喫茶店チェーンのスターバックスは近年、売上高が落ち込んでおり、2024年冬のボーナスでは例年の60%しか支給されなかったことが報告されています。海外メディアのBloombergがスターバックスの低迷の理由について語っています。

Can Starbucks Save Itself? - YouTube

スターバックスが開業した1970年代当時、アメリカではコーヒーはただのドリンクとして扱われていました。当時のスターバックスはシアトルの小さなコーヒー豆販売会社で、そこで働いていたハワード・シュルツ氏は「コーヒーを高級感のあるヨーロッパスタイルに変えたい」との理念の下、「家でも職場でもない、人々がゆっくりくつろげる『サードプレイス』」というコンセプトを掲げ、1980年代初頭に現在のスタイルのスターバックスを創業しました。

後にこのコンセプトは成功し、スターバックスは急速な成長を遂げました。スターバックスでは高品質なコーヒー豆を使用し、バリスタが丁寧に入れたコーヒーを提供することで、スターバックスは「日常的なぜいたく」を味わえる場所へと発展しました。

今日では、スターバックスはマクドナルドに次ぐ世界第2位の外食チェーンとなり、世界中で4万以上の店舗を展開しています。



さらに、近年のスターバックスではフラペチーノやカプチーノといった複雑な調合が必要なコーヒーや、さまざまなフルーツとブレンドしたコーヒーなどが提供されています。さらに、2020年の新型コロナウイルス感染症のパンデミックの際にはスマートフォンを用いたモバイルオーダーサービスが提供されるようになり、店舗での注文よりも手軽にドリンクのカスタマイズを行うことができるようになりました。



しかし、モバイルオーダーによる複雑なドリンク注文の増加やそれに伴う顧客への商品提供時間の遅れ、慢性的な従業員不足による従業員への負担増加など、さまざまな問題に直面したスターバックスでは2021年に従業員らが労働組合を結成。2024年12月にも従業員の待遇改善を求めてストライキを実施しています。





こうした状況を受け、2017年にCEOを退任していたシュルツ氏は2022年3月にCEOに復帰し、「労働組合の結成は『従業員思いの良い企業』というスターバックスのブランドイメージに対する侮辱だ」と述べ、組合を結成していた複数の店舗を閉鎖し、「組合つぶし」とも取れる強硬な姿勢を示しました。

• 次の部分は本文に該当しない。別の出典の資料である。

//! Integration tests for decision application order and partial failure.

use std::collections::BTreeSet;

use httpmock::prelude::*;
use review_roster::github::GithubClient;
use review_roster::models::decision::{Decision, SkipReason};
use review_roster::models::snapshot::PullRequestSnapshot;
use review_roster::runner;
use serde_json::json;

fn client(server: &MockServer) -> GithubClient {
    GithubClient::new("test-token", "acme", "widgets")
        .unwrap()
        .with_api_base(server.base_url())
}

fn snapshot() -> PullRequestSnapshot {
    PullRequestSnapshot {
        number: 7,
        title: "Fix the flux capacitor".to_owned(),
        author: "alice".to_owned(),
        draft: false,
        base_ref: "main".to_owned(),
        requested_reviewers: Vec::new(),
        requested_teams: Vec::new(),
        labels: Vec::new(),
    }
}

fn labels(names: &[&str]) -> BTreeSet<String> {
    names.iter().map(|name| (*name).to_owned()).collect()
}

#[tokio::test]
async fn full_decision_applies_labels_reviewers_and_assignees() {
    let server = MockServer::start_async().await;
    let label_mock = server
        .mock_async(|when, then| {
            when.method(POST).path("/repos/acme/widgets/issues/7/labels");
            then.status(200).json_body(json!([]));
        })
        .await;
    let reviewer_mock = server
        .mock_async(|when, then| {
            when.method(POST)
                .path("/repos/acme/widgets/pulls/7/requested_reviewers");
            then.status(201).json_body(json!({}));
        })
        .await;
    let assignee_mock = server
        .mock_async(|when, then| {
            when.method(POST)
                .path("/repos/acme/widgets/issues/7/assignees");
            then.status(201).json_body(json!({}));
        })
        .await;

    let decision = Decision {
        skipped: None,
        labels: labels(&["release"]),
        reviewers: vec!["bob".to_owned()],
        assignees: vec!["carol".to_owned()],
    };

    runner::apply_decision(&client(&server), &snapshot(), &decision).await;

    label_mock.assert_async().await;
    reviewer_mock.assert_async().await;
    assignee_mock.assert_async().await;
}

#[tokio::test]
async fn gate_skip_applies_labels_but_no_requests() {
    let server = MockServer::start_async().await;
    let label_mock = server
        .mock_async(|when, then| {
            when.method(POST).path("/repos/acme/widgets/issues/7/labels");
            then.status(200).json_body(json!([]));
        })
        .await;
    let reviewer_mock = server
        .mock_async(|when, then| {
            when.method(POST)
                .path("/repos/acme/widgets/pulls/7/requested_reviewers");
            then.status(201).json_body(json!({}));
        })
        .await;

    let decision = Decision {
        skipped: Some(SkipReason::FilterLabels),
        labels: labels(&["waiting"]),
        reviewers: Vec::new(),
        assignees: Vec::new(),
    };

    runner::apply_decision(&client(&server), &snapshot(), &decision).await;

    label_mock.assert_async().await;
    reviewer_mock.assert_hits_async(0).await;
}

#[tokio::test]
async fn label_failure_does_not_stop_reviewer_requests() {
    let server = MockServer::start_async().await;
    server
        .mock_async(|when, then| {
            when.method(POST).path("/repos/acme/widgets/issues/7/labels");
            then.status(500).body("boom");
        })
        .await;
    let reviewer_mock = server
        .mock_async(|when, then| {
            when.method(POST)
                .path("/repos/acme/widgets/pulls/7/requested_reviewers");
            then.status(201).json_body(json!({}));
        })
        .await;

    let decision = Decision {
        skipped: None,
        labels: labels(&["release"]),
        reviewers: vec!["bob".to_owned()],
        assignees: Vec::new(),
    };

    runner::apply_decision(&client(&server), &snapshot(), &decision).await;

    reviewer_mock.assert_async().await;
}

#[tokio::test]
async fn empty_decision_touches_nothing() {
    let server = MockServer::start_async().await;
    let any_mock = server
        .mock_async(|when, then| {
            when.path_contains("/repos/acme/widgets");
            then.status(200).json_body(json!({}));
        })
        .await;

    runner::apply_decision(&client(&server), &snapshot(), &Decision::default()).await;

    any_mock.assert_hits_async(0).await;
}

組合員の証言では、会社側は組合側との団体交渉を拒否するなど、組合活動を阻害するような行動を繰り返したことも報告されています。

その後、2023年4月にシュルツ氏はCEOを退任。後任には元ペプシコの最高商務責任者であるラックスマン・ナラシンハン氏が就任しました。ナラシンハン氏の元で企業側と労働組合は対話を開始。しかし、労働条件をめぐる契約は暗礁に乗り上げているとのこと。



さらに、2023年からパレスチナ・ガザ地区で続くイスラム国防軍と武装組織ハマスとの戦闘において、スターバックスの労働組合がSNS上で親パレスチナ的な投稿を行ったことをきっかけにスターバックス製品の不買運動が勃発しました。

また、スターバックスの最大の成長地域の1つである中国では近年、新興のラッキンコーヒーが急成長。ラッキンコーヒーでは多くの作業を自動化しており人件費を削減するとともに商品の価格も抑えられています。その結果、ラッキンコーヒーはスターバックスよりも人気を博し、2021年には中国国内のラッキンコーヒーの店舗数が5239店舗、スターバックスの店舗数が5135店舗となり、スターバックスの店舗数を上回ったことが報告されています。



こうした問題から、スターバックスの業績は徐々に悪化。2024年通年の営業利益は前年比7.9%減の54億800万ドル(約8兆5000億円)でした。

そのため、スターバックスは2024年8月にナラシンハン氏を解任し、後任として食中毒問題で揺れていたチポトレのブランド再建を成功させた実績を持つブライアン・ニコル氏を新CEOに任命しています。ニコル氏は「失った顧客を取り戻すためには、スターバックスの経営戦略を根本的に変える必要があることは明らかです」と述べ、サービスのスピードアップや労働者の待遇改善、カフェの居心地向上に取り組むことを約束しています。